Problem to solve.
Here are some entries. Repeat all of them exactly.

---

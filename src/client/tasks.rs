use reqwest::Method;
use serde::Serialize;

use crate::client::ApiClient;
use crate::error::ClientResult;
use crate::models::{CreateTaskRequest, Task, UpdateTaskRequest};

#[derive(Debug, Serialize)]
struct PositionRequest {
    position: i64,
}

impl ApiClient {
    pub async fn list_tasks(&self) -> ClientResult<Vec<Task>> {
        self.fetch(Method::GET, "/api/tasks").await
    }

    pub async fn get_task(&self, id: i64) -> ClientResult<Task> {
        self.fetch(Method::GET, &format!("/api/tasks/{id}")).await
    }

    pub async fn create_task(&self, payload: &CreateTaskRequest) -> ClientResult<Task> {
        self.send(Method::POST, "/api/tasks", payload).await
    }

    pub async fn update_task(&self, id: i64, payload: &UpdateTaskRequest) -> ClientResult<Task> {
        self.send(Method::PUT, &format!("/api/tasks/{id}"), payload)
            .await
    }

    pub async fn delete_task(&self, id: i64) -> ClientResult<()> {
        self.run(Method::DELETE, &format!("/api/tasks/{id}")).await
    }

    pub async fn toggle_task_completion(&self, id: i64) -> ClientResult<Task> {
        self.fetch(Method::PATCH, &format!("/api/tasks/{id}/toggle-completion"))
            .await
    }

    pub async fn set_task_position(&self, id: i64, position: i64) -> ClientResult<Task> {
        self.send(
            Method::PATCH,
            &format!("/api/tasks/{id}/position"),
            &PositionRequest { position },
        )
        .await
    }

    pub async fn project_tasks(&self, project_id: i64) -> ClientResult<Vec<Task>> {
        self.fetch(Method::GET, &format!("/api/tasks/project/{project_id}"))
            .await
    }
}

---

Task solution.
filename src/client/tasks.rs
use reqwest::Method;
use serde::Serialize;

use crate::client::ApiClient;
use crate::error::ClientResult;
use crate::models::{CreateTaskRequest, Task, UpdateTaskRequest};

#[derive(Debug, Serialize)]
struct PositionRequest {
    position: i64,
}

impl ApiClient {
    pub async fn list_tasks(&self) -> ClientResult<Vec<Task>> {
        self.fetch(Method::GET, "/api/tasks").await
    }

    pub async fn get_task(&self, id: i64) -> ClientResult<Task> {
        self.fetch(Method::GET, &format!("/api/tasks/{id}")).await
    }

    pub async fn create_task(&self, payload: &CreateTaskRequest) -> ClientResult<Task> {
        self.send(Method::POST, "/api/tasks", payload).await
    }

    pub async fn update_task(&self, id: i64, payload: &UpdateTaskRequest) -> ClientResult<Task> {
        self.send(Method::PUT, &format!("/api/tasks/{id}"), payload)
            .await
    }

    pub async fn delete_task(&self, id: i64) -> ClientResult<()> {
        self.run(Method::DELETE, &format!("/api/tasks/{id}")).await
    }

    pub async fn toggle_task_completion(&self, id: i64) -> ClientResult<Task> {
        self.fetch(Method::PATCH, &format!("/api/tasks/{id}/toggle-completion"))
            .await
    }

    pub async fn set_task_position(&self, id: i64, position: i64) -> ClientResult<Task> {
        self.send(
            Method::PATCH,
            &format!("/api/tasks/{id}/position"),
            &PositionRequest { position },
        )
        .await
    }

    pub async fn project_tasks(&self, project_id: i64) -> ClientResult<Vec<Task>> {
        self.fetch(Method::GET, &format!("/api/tasks/project/{project_id}"))
            .await
    }
}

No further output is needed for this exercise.